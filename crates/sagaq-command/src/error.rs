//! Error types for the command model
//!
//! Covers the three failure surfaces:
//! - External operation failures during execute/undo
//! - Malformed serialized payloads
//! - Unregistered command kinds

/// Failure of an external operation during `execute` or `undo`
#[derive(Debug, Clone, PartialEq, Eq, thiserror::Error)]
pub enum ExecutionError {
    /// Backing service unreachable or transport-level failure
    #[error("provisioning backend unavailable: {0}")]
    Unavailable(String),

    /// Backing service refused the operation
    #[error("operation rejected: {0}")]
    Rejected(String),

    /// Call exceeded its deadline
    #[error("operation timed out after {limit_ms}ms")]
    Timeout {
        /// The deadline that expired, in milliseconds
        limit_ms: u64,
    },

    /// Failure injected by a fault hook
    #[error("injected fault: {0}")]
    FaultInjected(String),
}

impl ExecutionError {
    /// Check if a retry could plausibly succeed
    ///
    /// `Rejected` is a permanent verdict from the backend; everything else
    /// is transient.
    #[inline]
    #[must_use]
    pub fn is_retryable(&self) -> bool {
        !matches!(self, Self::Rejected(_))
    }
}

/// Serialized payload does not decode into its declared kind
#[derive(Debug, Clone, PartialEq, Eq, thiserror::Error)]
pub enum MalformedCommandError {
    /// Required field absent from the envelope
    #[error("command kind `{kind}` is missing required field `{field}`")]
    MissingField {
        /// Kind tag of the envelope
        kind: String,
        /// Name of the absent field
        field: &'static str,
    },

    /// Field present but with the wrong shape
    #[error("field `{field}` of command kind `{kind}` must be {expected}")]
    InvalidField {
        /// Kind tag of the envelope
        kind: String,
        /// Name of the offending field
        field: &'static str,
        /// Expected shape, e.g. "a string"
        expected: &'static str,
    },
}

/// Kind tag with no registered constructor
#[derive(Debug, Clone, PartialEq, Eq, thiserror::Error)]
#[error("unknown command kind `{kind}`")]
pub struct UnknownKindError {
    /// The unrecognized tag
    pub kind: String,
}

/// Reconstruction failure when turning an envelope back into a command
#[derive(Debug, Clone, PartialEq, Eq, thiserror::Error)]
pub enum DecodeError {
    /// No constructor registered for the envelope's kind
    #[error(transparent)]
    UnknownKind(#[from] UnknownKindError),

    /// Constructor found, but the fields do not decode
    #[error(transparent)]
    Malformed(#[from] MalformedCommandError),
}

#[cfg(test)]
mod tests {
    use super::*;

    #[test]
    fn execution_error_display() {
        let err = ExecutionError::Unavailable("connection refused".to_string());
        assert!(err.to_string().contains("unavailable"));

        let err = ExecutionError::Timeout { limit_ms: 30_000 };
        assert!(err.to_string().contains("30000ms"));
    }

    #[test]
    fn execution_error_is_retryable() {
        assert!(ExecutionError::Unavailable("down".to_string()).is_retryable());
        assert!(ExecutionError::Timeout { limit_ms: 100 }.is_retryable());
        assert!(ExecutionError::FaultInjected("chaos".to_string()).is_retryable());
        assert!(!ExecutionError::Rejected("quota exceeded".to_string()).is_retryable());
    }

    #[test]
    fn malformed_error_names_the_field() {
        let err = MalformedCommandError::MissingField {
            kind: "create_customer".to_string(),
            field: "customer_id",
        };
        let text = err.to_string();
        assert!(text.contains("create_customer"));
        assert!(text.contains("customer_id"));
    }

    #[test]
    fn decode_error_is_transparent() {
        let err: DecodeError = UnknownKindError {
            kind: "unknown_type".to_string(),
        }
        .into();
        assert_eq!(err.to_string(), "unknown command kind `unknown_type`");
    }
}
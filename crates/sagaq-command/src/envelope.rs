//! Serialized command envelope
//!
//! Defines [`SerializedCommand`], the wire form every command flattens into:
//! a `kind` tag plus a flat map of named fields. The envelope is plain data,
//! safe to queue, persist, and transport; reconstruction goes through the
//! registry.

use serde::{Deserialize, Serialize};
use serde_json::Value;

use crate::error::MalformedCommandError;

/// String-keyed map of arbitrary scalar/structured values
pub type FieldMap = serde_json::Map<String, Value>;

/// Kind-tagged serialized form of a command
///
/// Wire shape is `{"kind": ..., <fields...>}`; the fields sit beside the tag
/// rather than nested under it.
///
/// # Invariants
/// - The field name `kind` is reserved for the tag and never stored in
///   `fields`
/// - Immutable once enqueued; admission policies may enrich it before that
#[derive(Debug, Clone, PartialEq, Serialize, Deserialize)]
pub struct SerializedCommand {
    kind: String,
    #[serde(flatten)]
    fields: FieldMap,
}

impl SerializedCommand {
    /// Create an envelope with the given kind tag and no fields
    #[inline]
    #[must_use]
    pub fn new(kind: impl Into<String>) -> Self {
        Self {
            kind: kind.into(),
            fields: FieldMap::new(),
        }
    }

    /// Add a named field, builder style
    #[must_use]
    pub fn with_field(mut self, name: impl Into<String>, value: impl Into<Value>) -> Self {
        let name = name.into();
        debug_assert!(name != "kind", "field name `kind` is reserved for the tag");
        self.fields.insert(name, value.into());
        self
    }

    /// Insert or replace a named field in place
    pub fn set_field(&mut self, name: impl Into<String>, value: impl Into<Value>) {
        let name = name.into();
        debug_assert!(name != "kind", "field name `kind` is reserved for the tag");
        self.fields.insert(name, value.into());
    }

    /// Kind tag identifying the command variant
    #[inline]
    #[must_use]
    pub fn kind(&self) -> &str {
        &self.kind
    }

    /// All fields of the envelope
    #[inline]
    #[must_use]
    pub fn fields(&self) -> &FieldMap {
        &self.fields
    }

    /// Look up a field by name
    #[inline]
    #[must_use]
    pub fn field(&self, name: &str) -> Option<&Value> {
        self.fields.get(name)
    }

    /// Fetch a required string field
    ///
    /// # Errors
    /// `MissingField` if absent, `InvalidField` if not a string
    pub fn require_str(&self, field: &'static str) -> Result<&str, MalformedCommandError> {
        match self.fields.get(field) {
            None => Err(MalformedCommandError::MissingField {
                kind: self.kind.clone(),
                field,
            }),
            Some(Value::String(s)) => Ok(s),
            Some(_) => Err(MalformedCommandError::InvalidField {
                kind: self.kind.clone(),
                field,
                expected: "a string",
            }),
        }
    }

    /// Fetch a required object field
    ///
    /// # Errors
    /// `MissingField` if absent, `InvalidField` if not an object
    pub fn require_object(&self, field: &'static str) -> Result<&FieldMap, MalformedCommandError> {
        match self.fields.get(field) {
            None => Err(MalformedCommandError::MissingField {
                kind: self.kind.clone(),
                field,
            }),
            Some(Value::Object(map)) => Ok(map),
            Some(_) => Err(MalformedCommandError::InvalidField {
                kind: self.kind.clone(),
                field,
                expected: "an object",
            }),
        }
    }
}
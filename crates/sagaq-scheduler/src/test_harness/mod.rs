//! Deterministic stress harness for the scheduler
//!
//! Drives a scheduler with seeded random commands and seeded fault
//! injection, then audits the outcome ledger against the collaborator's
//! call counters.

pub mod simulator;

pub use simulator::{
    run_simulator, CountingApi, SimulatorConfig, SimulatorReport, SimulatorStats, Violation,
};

---

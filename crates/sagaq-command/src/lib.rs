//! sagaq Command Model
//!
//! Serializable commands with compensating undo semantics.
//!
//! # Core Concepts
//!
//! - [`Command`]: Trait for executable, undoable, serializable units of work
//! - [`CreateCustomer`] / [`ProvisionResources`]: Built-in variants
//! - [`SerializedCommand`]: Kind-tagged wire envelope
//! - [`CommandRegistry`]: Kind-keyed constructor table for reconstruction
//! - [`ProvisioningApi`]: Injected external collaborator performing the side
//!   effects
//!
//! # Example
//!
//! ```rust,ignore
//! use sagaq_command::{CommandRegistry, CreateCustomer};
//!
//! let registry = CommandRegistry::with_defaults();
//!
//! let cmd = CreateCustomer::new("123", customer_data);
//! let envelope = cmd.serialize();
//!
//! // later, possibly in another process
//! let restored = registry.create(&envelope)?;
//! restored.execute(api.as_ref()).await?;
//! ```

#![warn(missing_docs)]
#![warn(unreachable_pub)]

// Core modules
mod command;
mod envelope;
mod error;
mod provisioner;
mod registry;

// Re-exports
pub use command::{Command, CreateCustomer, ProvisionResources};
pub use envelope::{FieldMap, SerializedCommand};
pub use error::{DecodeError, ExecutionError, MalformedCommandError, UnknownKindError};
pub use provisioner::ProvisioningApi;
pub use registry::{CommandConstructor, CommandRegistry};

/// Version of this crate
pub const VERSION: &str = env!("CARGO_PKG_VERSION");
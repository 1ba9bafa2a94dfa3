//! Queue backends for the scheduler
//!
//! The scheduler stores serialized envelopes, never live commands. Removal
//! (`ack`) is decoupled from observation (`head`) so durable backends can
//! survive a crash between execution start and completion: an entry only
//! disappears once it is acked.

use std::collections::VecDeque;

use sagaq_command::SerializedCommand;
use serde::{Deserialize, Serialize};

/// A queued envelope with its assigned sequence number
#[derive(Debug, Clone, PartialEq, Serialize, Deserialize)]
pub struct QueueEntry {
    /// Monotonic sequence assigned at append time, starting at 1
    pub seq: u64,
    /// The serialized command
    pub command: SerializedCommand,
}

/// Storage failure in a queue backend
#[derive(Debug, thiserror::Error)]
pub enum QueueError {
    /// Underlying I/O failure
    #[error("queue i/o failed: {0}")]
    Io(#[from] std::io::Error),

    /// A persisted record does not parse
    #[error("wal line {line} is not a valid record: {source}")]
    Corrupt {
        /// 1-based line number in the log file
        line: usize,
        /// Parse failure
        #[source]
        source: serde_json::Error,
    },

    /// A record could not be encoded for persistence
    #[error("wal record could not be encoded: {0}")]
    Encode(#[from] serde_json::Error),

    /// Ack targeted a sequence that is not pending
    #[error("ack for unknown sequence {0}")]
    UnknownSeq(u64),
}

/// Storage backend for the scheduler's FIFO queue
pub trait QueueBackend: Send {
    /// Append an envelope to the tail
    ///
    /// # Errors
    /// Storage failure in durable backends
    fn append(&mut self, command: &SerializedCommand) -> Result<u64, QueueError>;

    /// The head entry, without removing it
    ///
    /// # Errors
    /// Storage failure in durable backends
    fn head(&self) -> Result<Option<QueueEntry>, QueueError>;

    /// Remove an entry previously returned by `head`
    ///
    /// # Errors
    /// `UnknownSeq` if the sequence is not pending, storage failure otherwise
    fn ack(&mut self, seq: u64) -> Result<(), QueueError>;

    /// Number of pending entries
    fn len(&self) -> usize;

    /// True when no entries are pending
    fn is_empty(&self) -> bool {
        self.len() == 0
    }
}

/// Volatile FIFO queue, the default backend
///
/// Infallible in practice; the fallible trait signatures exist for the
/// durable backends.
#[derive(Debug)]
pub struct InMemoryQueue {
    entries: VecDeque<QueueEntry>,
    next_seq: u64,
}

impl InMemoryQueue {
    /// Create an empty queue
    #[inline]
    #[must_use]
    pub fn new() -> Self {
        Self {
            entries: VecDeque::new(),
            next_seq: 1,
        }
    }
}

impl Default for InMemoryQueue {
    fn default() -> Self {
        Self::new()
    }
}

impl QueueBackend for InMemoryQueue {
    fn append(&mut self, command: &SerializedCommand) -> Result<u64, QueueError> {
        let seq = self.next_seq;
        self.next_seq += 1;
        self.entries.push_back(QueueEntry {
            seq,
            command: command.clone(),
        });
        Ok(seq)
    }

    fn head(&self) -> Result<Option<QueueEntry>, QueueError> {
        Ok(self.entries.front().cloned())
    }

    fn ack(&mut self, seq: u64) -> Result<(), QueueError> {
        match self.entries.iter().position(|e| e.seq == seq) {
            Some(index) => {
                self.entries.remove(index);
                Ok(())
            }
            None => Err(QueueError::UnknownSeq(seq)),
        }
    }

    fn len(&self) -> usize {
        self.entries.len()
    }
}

## What is needed
Repeat word for word the lines above that run from the line containing "let err: DecodeError" through the line containing "plus a flat", both ends included, and nothing else.

## Answer to this task
        let err: DecodeError = UnknownKindError {
            kind: "unknown_type".to_string(),
        }
        .into();
        assert_eq!(err.to_string(), "unknown command kind `unknown_type`");
    }
}
filename crates/sagaq-command/src/envelope.rs
//! Serialized command envelope
//!
//! Defines [`SerializedCommand`], the wire form every command flattens into:
//! a `kind` tag plus a flat map of named fields. The envelope is plain data,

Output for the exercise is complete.